*WHAT TO DO*: Keep to one stretch of the data below, the lines from the one with "let right = ctx.resolve_token(rhs);" up to and including the one with "if let CommandKind::Label", and return that stretch exactly.

*DATA TO PROCESS*:
/// Builds a leaf command from its lowercased name and arguments.
fn build_command(name: &str, args: &[&str]) -> Result<CommandKind, ParseErrorKind> {
    let kind = match name {
        "click" => {
            expect_exact("click", args, 2, "2 arguments (x y)")?;
            CommandKind::Click {
                at: point(args[0], args[1])?,
            }
        }
        "threefingertap" => {
            expect_exact("threefingertap", args, 2, "2 arguments (x y)")?;
            CommandKind::ThreeFingerTap {
                at: point(args[0], args[1])?,
            }
        }
        "longpress" => {
            expect_exact("longpress", args, 3, "3 arguments (x y duration)")?;
            CommandKind::LongPress {
                at: point(args[0], args[1])?,
                duration_ms: int(args[2], "duration")?,
            }
        }
        "swipe" => {
            expect_exact("swipe", args, 5, "5 arguments (x0 y0 x1 y1 duration)")?;
            CommandKind::Swipe {
                from: point(args[0], args[1])?,
                to: point(args[2], args[3])?,
                duration_ms: int(args[4], "duration")?,
            }
        }
        "zoomin" | "zoomout" => {
            let (command, direction) = if name == "zoomin" {
                ("zoomin", ZoomDirection::In)
            } else {
                ("zoomout", ZoomDirection::Out)
            };
            expect_exact(command, args, 4, "4 arguments (x y distance duration)")?;
            CommandKind::Zoom {
                center: point(args[0], args[1])?,
                distance: int(args[2], "distance")?,
                duration_ms: int(args[3], "duration")?,
                direction,
            }
        }
        "multitap" => {
            if args.is_empty() || args.len() % 2 != 0 {
                return Err(ParseErrorKind::Arity {
                    command: "multitap",
                    expected: "one or more x y pairs",
                    found: args.len(),
                });
            }
            CommandKind::MultiTap {
                points: points(args)?,
            }
        }
        "swipepath" => {
            if args.len() < 5 || (args.len() - 1) % 2 != 0 {
                return Err(ParseErrorKind::Arity {
                    command: "swipepath",
                    expected: "a duration followed by two or more x y pairs",
                    found: args.len(),
                });
            }
            CommandKind::SwipePath {
                duration_ms: int(args[0], "duration")?,
                points: points(&args[1..])?,
            }
        }
        "delay" => {
            expect_exact("delay", args, 1, "1 argument (ms)")?;
            CommandKind::Delay {
                ms: int(args[0], "delay")?,
            }
        }
        "stop" => {
            expect_exact("stop", args, 0, "no arguments")?;
            CommandKind::Stop
        }
        "set" => {
            let value = match args.len() {
                2 => SetValue::Literal(args[1].to_string()),
                4 => {
                    let op = ArithOp::from_symbol(args[2])
                        .ok_or_else(|| ParseErrorKind::UnknownOperator(args[2].to_string()))?;
                    SetValue::Binary {
                        lhs: args[1].to_string(),
                        op,
                        rhs: args[3].to_string(),
                    }
                }
                found => {
                    return Err(ParseErrorKind::Arity {
                        command: "set",
                        expected: "2 arguments (name value) or 4 (name a op b)",
                        found,
                    })
                }
            };
            CommandKind::Set {
                name: args[0].to_string(),
                value,
            }
        }
        "get" => {
            expect_exact("get", args, 1, "1 argument (name)")?;
            CommandKind::Get {
                name: args[0].to_string(),
            }
        }
        "label" => {
            expect_exact("label", args, 1, "1 argument (name)")?;
            CommandKind::Label {
                name: args[0].to_string(),
            }
        }
        "goto" => {
            expect_exact("goto", args, 1, "1 argument (label)")?;
            CommandKind::Goto {
                label: args[0].to_string(),
            }
        }
        "gotoif" => {
            if args.len() < 2 {
                return Err(ParseErrorKind::Arity {
                    command: "gotoif",
                    expected: "a condition and a label",
                    found: args.len(),
                });
            }
            let last = args.len() - 1;
            CommandKind::GotoIf {
                condition: args[..last].join(" "),
                label: args[last].to_string(),
            }
        }
        "log" | "logs" => {
            if args.is_empty() {
                return Err(ParseErrorKind::MissingArgument(if name == "log" { "log" } else { "logs" }));
            }
            let message = args.join(" ");
            if name == "log" {
                CommandKind::Log { message }
            } else {
                CommandKind::Logs { message }
            }
        }
        "logvar" => {
            expect_exact("logvar", args, 1, "1 argument (name)")?;
            CommandKind::LogVar {
                name: args[0].to_string(),
            }
        }
        "findimageposition" => {
            expect_range(
                "findimageposition",
                args,
                3,
                4,
                "3 or 4 arguments (path xVar yVar [confidenceVar])",
            )?;
            CommandKind::FindImagePosition {
                path: args[0].to_string(),
                x_var: args[1].to_string(),
                y_var: args[2].to_string(),
                confidence_var: args.get(3).map(|s| s.to_string()),
            }
        }
        "call" => {
            expect_exact("call", args, 1, "1 argument (name)")?;
            CommandKind::Call {
                name: args[0].to_string(),
            }
        }
        other => return Err(ParseErrorKind::UnknownCommand(other.to_string())),
    };
    Ok(kind)
}
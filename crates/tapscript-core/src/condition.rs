//! Condition strings for `if`, `while` and `gotoif`.
//!
//! Conditions are stored verbatim by the parser and evaluated against the
//! current [`ExecutionContext`] each time a branch is taken. The grammar is
//! a single binary comparison or a bare token:
//!
//! ```text
//! $count < 10        numeric comparison (non-numeric operands read as 0)
//! $state == ready    text comparison, no numeric coercion
//! @i >= 3            loop counter reference
//! $done              bare token, true when it resolves to "true" or "1"
//! ```

use tracing::warn;

use crate::context::ExecutionContext;
use crate::error::ConditionError;

/// Two-character operators come first so `>=` is never split at its `>`.
const OPERATORS: [&str; 6] = ["==", "!=", ">=", "<=", ">", "<"];

/// Evaluates `condition`, treating any malformed condition as `false`.
pub fn evaluate_condition(condition: &str, ctx: &ExecutionContext) -> bool {
    match try_evaluate_condition(condition, ctx) {
        Ok(result) => result,
        Err(e) => {
            warn!(condition, error = %e, "condition treated as false");
            false
        }
    }
}

pub fn try_evaluate_condition(condition: &str, ctx: &ExecutionContext) -> Result<bool, ConditionError> {
    let condition = condition.trim();
    if condition.is_empty() {
        return Err(ConditionError::Empty);
    }

    for op in OPERATORS {
        let Some((lhs, rhs)) = condition.split_once(op) else {
            continue;
        };
        let (lhs, rhs) = (lhs.trim(), rhs.trim());
        if lhs.is_empty() || rhs.is_empty() {
            return Err(ConditionError::MissingOperand(op));
        }
        let left = ctx.resolve_token(lhs);
        let right = ctx.resolve_token(rhs);
        return Ok(match op {
            "==" => left.as_text() == right.as_text(),
            "!=" => left.as_text() != right.as_text(),
            ">=" => left.as_number() >= right.as_number(),
            "<=" => left.as_number() <= right.as_number(),
            ">" => left.as_number() > right.as_number(),
            _ => left.as_number() < right.as_number(),
        });
    }

    Ok(ctx.resolve_token(condition).is_truthy())
}
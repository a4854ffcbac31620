//! Mutable per-run interpreter state.
//!
//! An [`ExecutionContext`] is created for each run and shared by every nested
//! block and function call of that run. It holds script variables, `@` loop
//! counters, label tables and the function table.

use std::collections::HashMap;
use std::sync::Arc;

use crate::command::{Command, CommandKind};
use crate::value::Value;

/// Label positions of one sequence: label name to index within the sequence.
pub type LabelTable = HashMap<String, usize>;

/// Collects the labels of a sequence (not of its nested blocks).
///
/// When a label appears twice, the first occurrence wins.
pub fn collect_labels(commands: &[Command]) -> LabelTable {
    let mut table = LabelTable::new();
    for (index, cmd) in commands.iter().enumerate() {
        if let CommandKind::Label { name } = &cmd.kind {
            table.entry(name.clone()).or_insert(index);
        }
    }
    table
}

/// Where a label lives: which active sequence and at what index.
#[derive(Debug, Clone, Copy, PartialEq, Eq)]
pub struct LabelTarget {
    pub scope: usize,
    pub index: usize,
}

/// Stack of label tables, one per sequence currently being walked.
///
/// Lookups search from the innermost sequence outward but never below the
/// call floor, so a function body can only jump within itself.
#[derive(Debug, Default)]
pub struct LabelScopes {
    scopes: Vec<LabelTable>,
    floor: usize,
}

impl LabelScopes {
    /// Pushes a table for a sequence about to be walked and returns its scope id.
    pub fn push(&mut self, table: LabelTable) -> usize {
        self.scopes.push(table);
        self.scopes.len() - 1
    }

    pub fn pop(&mut self) {
        self.scopes.pop();
    }

    /// Registers `name` in the innermost sequence.
    pub fn register(&mut self, name: &str, index: usize) {
        if let Some(top) = self.scopes.last_mut() {
            top.insert(name.to_string(), index);
        }
    }

    pub fn resolve(&self, name: &str) -> Option<LabelTarget> {
        (self.floor..self.scopes.len())
            .rev()
            .find_map(|scope| {
                self.scopes[scope]
                    .get(name)
                    .map(|&index| LabelTarget { scope, index })
            })
    }

    /// Starts a function call boundary. Returns the previous floor, to be
    /// handed back to [`exit_call`](Self::exit_call).
    pub fn enter_call(&mut self) -> usize {
        std::mem::replace(&mut self.floor, self.scopes.len())
    }

    pub fn exit_call(&mut self, previous_floor: usize) {
        self.floor = previous_floor;
    }
}

/// State for one script run.
#[derive(Debug, Default)]
pub struct ExecutionContext {
    variables: HashMap<String, Value>,
    loop_counters: HashMap<String, i64>,
    pub labels: LabelScopes,
    functions: HashMap<String, Arc<[Command]>>,
}

impl ExecutionContext {
    pub fn new() -> Self {
        Self::default()
    }

    pub fn set_variable(&mut self, name: impl Into<String>, value: Value) {
        self.variables.insert(name.into(), value);
    }

    pub fn variable(&self, name: &str) -> Option<&Value> {
        self.variables.get(name)
    }

    pub fn set_counter(&mut self, name: impl Into<String>, value: i64) {
        self.loop_counters.insert(name.into(), value);
    }

    pub fn counter(&self, name: &str) -> Option<i64> {
        self.loop_counters.get(name).copied()
    }

    /// Resolves a script token.
    ///
    /// `$name` reads a variable (absent reads as `0`), `@name` reads a loop
    /// counter (absent reads as `0`), anything else is a literal.
    pub fn resolve_token(&self, token: &str) -> Value {
        let token = token.trim();
        if let Some(name) = token.strip_prefix('$') {
            self.variables.get(name).cloned().unwrap_or(Value::Number(0))
        } else if let Some(name) = token.strip_prefix('@') {
            Value::Number(self.loop_counters.get(name).copied().unwrap_or(0))
        } else {
            Value::from_literal(token)
        }
    }

    /// Substitutes every whitespace-separated `$name`/`@name` token of `text`.
    pub fn interpolate(&self, text: &str) -> String {
        text.split(' ')
            .map(|word| {
                let is_reference = word.len() > 1 && (word.starts_with('$') || word.starts_with('@'));
                if is_reference {
                    self.resolve_token(word).as_text()
                } else {
                    word.to_string()
                }
            })
            .collect::<Vec<_>>()
            .join(" ")
    }

    pub fn define_function(&mut self, name: impl Into<String>, body: Arc<[Command]>) {
        self.functions.insert(name.into(), body);
    }

    pub fn function(&self, name: &str) -> Option<Arc<[Command]>> {
        self.functions.get(name).cloned()
    }

    /// Copy of all variables, for run reports.
    pub fn snapshot_variables(&self) -> HashMap<String, Value> {
        self.variables.clone()
    }
}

*SOLUTION FOR THIS TASK*:
        let right = ctx.resolve_token(rhs);
        return Ok(match op {
            "==" => left.as_text() == right.as_text(),
            "!=" => left.as_text() != right.as_text(),
            ">=" => left.as_number() >= right.as_number(),
            "<=" => left.as_number() <= right.as_number(),
            ">" => left.as_number() > right.as_number(),
            _ => left.as_number() < right.as_number(),
        });
    }

    Ok(ctx.resolve_token(condition).is_truthy())
}
repository a4854ffcbac31620
//! Mutable per-run interpreter state.
//!
//! An [`ExecutionContext`] is created for each run and shared by every nested
//! block and function call of that run. It holds script variables, `@` loop
//! counters, label tables and the function table.

use std::collections::HashMap;
use std::sync::Arc;

use crate::command::{Command, CommandKind};
use crate::value::Value;

/// Label positions of one sequence: label name to index within the sequence.
pub type LabelTable = HashMap<String, usize>;

/// Collects the labels of a sequence (not of its nested blocks).
///
/// When a label appears twice, the first occurrence wins.
pub fn collect_labels(commands: &[Command]) -> LabelTable {
    let mut table = LabelTable::new();
    for (index, cmd) in commands.iter().enumerate() {
        if let CommandKind::Label { name } = &cmd.kind {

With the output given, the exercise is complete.